[DIRECTIONS]
In the data below, how many lines contain the word "PartialEq"? Answer with the number alone.

**** PROVIDED DATA

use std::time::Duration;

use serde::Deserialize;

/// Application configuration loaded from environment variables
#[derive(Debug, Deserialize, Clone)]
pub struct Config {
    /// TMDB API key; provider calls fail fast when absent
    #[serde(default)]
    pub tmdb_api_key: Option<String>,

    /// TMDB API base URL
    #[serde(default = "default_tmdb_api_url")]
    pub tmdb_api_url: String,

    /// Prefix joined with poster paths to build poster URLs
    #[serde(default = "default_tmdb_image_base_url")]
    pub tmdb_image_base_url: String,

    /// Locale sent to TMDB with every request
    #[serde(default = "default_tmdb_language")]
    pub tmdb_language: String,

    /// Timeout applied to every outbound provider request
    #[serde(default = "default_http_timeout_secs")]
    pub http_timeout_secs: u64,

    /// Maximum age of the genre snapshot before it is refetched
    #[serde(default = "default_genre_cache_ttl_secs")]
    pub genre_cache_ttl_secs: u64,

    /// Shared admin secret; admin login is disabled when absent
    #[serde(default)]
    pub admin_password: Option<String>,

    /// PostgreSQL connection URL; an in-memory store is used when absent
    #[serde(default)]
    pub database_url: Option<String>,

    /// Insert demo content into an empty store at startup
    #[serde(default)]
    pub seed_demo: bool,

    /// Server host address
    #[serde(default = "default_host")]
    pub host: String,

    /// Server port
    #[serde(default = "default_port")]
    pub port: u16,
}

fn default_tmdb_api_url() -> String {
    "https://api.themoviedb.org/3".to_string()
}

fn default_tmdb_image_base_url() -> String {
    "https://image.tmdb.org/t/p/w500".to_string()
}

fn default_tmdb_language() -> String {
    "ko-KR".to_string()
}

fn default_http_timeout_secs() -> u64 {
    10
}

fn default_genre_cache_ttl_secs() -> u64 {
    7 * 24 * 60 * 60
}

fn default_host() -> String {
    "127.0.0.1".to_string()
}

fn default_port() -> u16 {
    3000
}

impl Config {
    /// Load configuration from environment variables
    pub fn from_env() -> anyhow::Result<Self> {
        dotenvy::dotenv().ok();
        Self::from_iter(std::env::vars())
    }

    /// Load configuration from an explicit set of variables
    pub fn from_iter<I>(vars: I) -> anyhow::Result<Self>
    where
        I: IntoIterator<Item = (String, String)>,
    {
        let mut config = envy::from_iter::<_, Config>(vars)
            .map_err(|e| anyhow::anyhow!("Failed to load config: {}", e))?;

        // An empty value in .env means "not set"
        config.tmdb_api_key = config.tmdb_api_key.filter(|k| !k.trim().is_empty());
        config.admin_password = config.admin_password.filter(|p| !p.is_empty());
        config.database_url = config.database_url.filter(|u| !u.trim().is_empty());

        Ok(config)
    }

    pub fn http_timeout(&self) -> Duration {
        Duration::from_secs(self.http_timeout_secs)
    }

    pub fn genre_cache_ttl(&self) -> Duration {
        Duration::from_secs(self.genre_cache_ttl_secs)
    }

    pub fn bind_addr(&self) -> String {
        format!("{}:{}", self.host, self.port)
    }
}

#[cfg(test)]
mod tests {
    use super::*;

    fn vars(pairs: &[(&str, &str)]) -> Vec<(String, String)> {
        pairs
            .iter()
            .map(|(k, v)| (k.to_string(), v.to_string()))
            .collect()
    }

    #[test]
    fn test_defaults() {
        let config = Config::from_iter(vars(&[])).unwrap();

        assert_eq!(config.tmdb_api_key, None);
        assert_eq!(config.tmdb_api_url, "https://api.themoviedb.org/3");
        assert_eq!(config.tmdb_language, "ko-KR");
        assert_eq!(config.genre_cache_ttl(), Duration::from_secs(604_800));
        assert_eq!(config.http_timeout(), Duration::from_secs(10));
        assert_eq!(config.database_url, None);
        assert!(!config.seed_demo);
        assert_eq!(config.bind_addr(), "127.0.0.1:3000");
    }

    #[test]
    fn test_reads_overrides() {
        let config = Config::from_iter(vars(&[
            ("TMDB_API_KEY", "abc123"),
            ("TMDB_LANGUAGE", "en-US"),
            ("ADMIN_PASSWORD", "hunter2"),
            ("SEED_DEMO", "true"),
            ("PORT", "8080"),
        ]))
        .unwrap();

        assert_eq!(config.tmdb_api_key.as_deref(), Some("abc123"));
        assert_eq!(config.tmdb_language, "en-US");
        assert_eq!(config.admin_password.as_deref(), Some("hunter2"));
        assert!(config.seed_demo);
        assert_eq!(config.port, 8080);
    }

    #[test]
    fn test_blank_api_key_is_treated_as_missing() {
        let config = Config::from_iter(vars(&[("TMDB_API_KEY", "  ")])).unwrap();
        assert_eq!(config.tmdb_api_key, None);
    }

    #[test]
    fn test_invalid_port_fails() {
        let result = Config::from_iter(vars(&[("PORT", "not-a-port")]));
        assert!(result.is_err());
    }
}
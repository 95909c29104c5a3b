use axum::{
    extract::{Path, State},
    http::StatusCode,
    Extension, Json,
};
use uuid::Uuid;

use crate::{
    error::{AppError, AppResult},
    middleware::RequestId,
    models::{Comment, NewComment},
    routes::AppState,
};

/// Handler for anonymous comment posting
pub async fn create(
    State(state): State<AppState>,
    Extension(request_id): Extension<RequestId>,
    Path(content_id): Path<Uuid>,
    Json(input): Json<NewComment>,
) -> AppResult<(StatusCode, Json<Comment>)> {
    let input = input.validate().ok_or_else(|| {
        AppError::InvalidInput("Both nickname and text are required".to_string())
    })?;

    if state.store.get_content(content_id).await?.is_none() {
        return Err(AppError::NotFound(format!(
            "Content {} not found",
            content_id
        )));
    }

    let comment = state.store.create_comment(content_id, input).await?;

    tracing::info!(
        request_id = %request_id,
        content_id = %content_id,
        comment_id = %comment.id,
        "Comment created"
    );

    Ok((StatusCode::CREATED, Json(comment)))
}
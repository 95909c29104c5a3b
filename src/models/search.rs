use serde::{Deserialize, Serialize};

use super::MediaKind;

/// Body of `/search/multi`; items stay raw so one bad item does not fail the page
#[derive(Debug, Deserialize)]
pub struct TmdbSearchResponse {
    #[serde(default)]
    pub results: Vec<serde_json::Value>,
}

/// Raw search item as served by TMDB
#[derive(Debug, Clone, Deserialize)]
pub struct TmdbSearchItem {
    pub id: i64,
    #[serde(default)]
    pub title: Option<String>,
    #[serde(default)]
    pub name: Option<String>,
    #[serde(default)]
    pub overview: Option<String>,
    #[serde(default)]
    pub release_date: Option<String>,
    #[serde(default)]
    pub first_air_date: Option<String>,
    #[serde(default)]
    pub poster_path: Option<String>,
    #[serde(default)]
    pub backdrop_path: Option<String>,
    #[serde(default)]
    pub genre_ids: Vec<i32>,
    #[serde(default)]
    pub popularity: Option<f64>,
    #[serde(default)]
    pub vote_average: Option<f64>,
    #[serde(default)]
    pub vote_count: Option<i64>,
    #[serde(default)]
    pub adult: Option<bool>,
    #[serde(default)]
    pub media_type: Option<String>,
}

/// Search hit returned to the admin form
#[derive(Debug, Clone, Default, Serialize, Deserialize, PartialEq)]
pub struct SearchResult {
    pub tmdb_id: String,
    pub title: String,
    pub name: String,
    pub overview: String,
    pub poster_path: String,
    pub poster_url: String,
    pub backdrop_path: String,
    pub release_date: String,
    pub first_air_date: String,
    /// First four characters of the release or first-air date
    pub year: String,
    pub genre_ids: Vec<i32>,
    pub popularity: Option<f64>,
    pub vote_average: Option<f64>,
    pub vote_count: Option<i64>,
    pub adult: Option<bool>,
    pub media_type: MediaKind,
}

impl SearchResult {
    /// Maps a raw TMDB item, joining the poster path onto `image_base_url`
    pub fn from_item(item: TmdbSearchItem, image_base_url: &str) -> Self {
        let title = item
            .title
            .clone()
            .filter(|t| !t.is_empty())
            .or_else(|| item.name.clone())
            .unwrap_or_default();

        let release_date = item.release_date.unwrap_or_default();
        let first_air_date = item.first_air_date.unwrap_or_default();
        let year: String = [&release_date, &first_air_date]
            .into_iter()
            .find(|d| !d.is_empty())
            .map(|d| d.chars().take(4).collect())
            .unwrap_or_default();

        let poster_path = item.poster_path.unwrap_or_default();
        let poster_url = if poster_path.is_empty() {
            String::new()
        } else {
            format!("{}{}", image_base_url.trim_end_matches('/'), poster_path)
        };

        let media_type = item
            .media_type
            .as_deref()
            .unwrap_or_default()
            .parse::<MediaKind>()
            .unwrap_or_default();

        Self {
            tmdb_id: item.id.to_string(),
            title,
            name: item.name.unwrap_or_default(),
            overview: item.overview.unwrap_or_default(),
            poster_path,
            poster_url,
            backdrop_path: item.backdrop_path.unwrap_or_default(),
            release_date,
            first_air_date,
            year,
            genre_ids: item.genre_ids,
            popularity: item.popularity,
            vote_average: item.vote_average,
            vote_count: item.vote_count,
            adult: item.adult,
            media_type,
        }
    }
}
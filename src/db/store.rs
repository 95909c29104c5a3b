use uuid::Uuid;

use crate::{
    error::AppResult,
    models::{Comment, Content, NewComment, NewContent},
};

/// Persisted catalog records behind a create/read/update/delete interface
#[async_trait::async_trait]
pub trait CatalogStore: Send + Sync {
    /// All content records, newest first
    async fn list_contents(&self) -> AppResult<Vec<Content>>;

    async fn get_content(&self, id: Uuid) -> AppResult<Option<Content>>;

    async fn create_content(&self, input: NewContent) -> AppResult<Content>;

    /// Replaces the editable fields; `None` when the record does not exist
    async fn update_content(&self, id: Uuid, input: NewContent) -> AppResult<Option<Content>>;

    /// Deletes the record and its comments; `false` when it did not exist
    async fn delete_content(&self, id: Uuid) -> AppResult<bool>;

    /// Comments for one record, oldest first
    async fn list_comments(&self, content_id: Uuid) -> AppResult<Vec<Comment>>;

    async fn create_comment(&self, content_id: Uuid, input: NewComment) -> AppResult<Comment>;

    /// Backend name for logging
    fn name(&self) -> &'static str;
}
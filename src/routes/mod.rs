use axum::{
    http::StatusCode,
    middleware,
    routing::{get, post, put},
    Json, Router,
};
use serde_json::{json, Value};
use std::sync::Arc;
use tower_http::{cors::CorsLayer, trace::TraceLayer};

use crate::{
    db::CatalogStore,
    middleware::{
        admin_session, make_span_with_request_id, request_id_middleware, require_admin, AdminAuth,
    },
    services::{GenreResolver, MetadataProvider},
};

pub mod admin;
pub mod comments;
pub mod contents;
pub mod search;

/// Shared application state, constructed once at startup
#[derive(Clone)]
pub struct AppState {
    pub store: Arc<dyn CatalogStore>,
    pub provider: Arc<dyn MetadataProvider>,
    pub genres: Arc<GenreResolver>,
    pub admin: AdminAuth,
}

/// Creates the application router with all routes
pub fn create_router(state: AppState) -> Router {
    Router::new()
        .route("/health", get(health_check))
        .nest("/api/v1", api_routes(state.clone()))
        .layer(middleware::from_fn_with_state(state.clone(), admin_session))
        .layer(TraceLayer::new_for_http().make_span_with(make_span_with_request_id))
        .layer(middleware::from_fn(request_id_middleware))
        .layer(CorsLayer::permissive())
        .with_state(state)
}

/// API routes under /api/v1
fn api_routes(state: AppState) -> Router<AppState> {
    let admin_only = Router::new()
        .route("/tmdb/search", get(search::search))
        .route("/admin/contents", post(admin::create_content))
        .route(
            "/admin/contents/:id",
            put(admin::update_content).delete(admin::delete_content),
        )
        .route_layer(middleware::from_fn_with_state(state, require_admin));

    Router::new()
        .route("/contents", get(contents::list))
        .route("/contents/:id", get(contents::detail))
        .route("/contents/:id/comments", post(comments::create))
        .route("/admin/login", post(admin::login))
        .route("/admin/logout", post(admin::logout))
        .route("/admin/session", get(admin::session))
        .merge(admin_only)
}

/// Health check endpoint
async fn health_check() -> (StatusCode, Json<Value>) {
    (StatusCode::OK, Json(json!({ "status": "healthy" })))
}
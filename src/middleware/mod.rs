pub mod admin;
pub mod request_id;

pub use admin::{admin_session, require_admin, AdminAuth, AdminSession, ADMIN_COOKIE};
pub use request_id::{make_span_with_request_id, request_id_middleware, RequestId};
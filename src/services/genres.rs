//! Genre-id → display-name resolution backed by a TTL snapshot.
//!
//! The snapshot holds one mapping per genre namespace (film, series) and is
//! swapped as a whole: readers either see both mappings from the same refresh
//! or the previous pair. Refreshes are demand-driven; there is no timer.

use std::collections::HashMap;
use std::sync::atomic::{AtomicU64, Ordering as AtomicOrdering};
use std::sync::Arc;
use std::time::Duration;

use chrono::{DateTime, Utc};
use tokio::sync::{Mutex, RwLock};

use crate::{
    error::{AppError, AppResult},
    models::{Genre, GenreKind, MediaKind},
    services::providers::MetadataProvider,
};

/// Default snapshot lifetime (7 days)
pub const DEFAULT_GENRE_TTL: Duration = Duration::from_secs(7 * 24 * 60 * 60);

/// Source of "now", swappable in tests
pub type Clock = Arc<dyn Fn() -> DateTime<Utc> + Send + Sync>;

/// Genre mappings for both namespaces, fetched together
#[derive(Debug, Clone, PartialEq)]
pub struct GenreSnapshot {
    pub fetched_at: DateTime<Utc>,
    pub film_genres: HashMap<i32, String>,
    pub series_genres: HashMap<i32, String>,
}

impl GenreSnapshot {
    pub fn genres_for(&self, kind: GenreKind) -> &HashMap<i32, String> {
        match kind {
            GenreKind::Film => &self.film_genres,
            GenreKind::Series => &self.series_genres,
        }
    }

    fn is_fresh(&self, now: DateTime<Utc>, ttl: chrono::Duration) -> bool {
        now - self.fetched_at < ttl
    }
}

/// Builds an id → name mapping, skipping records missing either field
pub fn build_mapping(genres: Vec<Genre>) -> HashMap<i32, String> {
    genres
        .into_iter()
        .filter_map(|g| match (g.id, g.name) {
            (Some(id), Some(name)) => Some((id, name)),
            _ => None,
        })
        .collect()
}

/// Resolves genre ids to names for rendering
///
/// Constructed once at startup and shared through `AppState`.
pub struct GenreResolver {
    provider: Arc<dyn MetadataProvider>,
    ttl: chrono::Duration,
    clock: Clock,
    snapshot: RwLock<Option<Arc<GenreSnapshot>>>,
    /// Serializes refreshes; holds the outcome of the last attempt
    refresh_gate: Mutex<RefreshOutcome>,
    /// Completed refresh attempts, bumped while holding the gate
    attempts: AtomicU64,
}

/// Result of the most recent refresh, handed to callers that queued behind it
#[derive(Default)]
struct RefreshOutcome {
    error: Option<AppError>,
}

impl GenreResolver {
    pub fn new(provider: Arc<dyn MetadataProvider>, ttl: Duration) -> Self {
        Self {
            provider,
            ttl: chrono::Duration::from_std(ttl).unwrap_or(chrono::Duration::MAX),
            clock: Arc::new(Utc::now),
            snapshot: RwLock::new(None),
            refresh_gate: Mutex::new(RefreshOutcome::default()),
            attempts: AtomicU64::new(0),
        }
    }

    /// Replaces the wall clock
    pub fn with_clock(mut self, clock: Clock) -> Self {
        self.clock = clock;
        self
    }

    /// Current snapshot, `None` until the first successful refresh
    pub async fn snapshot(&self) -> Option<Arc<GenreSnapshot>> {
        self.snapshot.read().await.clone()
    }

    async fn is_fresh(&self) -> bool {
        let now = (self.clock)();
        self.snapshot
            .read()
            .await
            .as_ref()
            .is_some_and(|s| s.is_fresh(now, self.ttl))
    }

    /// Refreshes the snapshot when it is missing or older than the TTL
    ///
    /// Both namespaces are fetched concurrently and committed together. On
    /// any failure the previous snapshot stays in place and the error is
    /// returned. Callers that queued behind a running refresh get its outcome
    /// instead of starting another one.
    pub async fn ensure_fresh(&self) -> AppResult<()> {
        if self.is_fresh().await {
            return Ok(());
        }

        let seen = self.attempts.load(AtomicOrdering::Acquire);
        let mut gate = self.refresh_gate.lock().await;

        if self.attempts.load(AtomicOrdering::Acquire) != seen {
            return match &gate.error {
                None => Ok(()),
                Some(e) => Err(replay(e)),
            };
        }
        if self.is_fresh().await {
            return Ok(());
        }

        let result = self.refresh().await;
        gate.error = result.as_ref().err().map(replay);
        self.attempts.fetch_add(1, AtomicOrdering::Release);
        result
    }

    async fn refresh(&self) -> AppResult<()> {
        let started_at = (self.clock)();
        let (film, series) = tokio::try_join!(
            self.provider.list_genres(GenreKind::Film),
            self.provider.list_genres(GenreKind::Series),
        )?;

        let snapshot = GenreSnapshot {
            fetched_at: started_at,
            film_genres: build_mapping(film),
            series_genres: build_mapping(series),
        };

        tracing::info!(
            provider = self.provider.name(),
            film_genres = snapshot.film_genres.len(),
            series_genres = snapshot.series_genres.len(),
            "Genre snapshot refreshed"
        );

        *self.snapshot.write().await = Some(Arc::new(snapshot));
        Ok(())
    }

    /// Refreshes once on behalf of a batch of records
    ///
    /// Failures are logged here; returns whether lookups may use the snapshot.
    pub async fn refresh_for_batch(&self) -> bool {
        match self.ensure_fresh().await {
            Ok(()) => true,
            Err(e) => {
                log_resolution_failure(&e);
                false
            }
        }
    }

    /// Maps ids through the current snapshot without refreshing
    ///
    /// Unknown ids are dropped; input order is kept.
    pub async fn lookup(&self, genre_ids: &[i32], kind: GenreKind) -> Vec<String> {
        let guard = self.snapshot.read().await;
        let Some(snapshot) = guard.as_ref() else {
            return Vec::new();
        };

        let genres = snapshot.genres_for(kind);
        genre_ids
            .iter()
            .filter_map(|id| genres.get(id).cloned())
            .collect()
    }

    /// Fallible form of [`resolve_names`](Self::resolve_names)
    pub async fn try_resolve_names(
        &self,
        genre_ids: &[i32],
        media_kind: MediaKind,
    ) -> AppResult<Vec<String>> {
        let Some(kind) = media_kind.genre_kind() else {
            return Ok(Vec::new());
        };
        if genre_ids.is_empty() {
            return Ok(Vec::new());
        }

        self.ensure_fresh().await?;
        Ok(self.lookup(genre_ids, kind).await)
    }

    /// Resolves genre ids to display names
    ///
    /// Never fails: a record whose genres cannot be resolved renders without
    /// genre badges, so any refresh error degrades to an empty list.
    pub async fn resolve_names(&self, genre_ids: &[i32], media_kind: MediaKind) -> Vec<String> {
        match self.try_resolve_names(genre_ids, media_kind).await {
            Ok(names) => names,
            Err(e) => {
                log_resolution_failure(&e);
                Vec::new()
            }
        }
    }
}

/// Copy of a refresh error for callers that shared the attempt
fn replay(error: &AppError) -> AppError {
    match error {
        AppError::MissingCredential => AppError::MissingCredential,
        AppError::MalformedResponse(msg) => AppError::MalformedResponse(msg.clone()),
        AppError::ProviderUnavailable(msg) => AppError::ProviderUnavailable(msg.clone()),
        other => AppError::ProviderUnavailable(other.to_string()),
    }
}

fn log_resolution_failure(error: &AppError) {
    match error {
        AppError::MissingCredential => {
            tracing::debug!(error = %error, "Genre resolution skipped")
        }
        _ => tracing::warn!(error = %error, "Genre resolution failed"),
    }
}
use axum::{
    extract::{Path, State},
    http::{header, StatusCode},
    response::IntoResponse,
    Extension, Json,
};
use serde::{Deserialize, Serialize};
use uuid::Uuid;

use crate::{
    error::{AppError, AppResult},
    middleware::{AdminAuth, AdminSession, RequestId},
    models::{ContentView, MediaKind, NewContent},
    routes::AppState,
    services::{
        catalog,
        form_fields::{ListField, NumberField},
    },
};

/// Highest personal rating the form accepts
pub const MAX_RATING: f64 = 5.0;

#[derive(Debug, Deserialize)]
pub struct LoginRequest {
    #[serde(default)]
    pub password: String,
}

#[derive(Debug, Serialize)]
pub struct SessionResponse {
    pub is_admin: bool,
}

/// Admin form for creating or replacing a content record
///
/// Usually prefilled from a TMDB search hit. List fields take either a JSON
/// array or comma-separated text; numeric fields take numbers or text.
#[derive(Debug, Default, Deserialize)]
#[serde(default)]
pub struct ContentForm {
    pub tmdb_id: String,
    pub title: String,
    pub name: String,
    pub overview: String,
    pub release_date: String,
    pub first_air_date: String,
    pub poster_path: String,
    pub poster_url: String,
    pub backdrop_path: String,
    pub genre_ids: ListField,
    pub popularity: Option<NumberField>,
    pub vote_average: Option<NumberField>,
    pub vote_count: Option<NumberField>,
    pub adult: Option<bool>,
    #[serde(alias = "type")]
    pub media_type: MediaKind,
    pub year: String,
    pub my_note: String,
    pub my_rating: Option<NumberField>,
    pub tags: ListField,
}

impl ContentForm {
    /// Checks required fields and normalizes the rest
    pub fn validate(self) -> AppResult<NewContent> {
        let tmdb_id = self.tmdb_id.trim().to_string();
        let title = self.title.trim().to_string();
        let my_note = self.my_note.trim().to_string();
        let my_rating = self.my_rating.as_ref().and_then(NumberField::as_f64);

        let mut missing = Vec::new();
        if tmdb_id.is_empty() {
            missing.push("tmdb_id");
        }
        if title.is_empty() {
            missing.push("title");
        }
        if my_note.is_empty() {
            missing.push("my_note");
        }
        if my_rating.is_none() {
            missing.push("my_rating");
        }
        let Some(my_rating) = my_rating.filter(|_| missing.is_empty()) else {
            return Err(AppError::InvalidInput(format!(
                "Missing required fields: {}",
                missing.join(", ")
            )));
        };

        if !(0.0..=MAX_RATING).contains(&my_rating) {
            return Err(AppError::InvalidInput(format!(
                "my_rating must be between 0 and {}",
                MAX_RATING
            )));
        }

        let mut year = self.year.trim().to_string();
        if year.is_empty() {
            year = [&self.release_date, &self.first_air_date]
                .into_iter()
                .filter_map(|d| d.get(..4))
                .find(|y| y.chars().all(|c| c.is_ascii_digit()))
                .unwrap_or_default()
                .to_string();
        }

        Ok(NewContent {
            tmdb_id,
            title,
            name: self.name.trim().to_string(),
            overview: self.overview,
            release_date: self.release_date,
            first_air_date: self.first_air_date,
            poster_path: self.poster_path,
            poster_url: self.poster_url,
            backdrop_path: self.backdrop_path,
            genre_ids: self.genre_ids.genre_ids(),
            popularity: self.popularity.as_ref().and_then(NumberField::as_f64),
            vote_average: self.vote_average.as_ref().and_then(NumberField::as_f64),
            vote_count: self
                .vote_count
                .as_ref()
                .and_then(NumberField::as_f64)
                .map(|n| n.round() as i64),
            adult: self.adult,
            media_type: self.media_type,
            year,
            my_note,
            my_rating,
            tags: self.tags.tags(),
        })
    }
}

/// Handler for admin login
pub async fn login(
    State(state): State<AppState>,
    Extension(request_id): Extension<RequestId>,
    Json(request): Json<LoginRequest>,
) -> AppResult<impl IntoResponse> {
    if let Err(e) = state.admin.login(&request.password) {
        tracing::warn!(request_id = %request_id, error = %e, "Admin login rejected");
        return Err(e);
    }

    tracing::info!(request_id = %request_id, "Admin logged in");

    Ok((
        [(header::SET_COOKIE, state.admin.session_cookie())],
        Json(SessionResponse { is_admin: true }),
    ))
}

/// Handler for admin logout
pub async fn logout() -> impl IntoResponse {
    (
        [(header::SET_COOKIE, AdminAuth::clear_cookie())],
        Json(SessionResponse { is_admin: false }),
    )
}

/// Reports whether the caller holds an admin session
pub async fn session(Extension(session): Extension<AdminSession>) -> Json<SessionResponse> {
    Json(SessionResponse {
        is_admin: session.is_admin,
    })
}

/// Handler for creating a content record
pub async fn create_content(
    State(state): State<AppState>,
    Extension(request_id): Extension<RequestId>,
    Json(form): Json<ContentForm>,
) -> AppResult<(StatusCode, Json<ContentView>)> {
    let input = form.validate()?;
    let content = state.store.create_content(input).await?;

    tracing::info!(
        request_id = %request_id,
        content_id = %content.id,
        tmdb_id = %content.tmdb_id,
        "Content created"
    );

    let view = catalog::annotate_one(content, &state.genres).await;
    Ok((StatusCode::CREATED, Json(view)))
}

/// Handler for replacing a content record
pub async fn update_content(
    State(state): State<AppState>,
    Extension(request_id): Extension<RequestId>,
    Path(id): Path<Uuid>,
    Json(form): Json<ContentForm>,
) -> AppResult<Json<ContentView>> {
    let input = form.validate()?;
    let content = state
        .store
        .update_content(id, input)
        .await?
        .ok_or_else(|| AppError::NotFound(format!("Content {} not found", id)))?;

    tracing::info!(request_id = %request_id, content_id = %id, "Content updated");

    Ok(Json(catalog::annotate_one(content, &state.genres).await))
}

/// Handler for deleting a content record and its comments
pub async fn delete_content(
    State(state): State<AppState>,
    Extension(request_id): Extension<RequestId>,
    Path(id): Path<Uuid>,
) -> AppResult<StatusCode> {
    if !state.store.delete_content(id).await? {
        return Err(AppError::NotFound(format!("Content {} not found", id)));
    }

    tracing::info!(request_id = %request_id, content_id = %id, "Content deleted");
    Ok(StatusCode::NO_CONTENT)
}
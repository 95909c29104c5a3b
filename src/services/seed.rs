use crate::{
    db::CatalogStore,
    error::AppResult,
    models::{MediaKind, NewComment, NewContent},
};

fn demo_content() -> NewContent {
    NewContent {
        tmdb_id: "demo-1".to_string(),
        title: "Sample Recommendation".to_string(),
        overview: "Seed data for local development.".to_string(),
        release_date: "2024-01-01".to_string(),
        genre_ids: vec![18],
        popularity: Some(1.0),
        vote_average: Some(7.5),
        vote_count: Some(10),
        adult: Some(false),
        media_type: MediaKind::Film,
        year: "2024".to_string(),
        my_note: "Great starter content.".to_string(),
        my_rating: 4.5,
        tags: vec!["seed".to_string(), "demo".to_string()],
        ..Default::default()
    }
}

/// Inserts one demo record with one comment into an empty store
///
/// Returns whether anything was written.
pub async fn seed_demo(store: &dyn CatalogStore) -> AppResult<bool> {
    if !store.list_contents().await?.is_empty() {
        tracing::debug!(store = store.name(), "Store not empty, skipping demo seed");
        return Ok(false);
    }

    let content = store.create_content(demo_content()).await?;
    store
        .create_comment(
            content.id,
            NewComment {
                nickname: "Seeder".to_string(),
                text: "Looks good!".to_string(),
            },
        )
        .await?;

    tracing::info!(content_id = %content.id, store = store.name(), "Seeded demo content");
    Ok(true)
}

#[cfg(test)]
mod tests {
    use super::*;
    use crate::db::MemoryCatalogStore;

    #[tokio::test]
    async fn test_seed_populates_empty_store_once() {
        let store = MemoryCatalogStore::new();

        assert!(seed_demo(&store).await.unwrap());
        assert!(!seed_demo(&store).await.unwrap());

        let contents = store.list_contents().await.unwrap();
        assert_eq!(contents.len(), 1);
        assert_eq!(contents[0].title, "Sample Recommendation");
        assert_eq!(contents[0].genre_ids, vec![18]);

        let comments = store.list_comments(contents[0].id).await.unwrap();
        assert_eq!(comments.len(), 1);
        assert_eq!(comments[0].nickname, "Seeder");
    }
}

********

[ANSWER TO THE PROBLEM]
2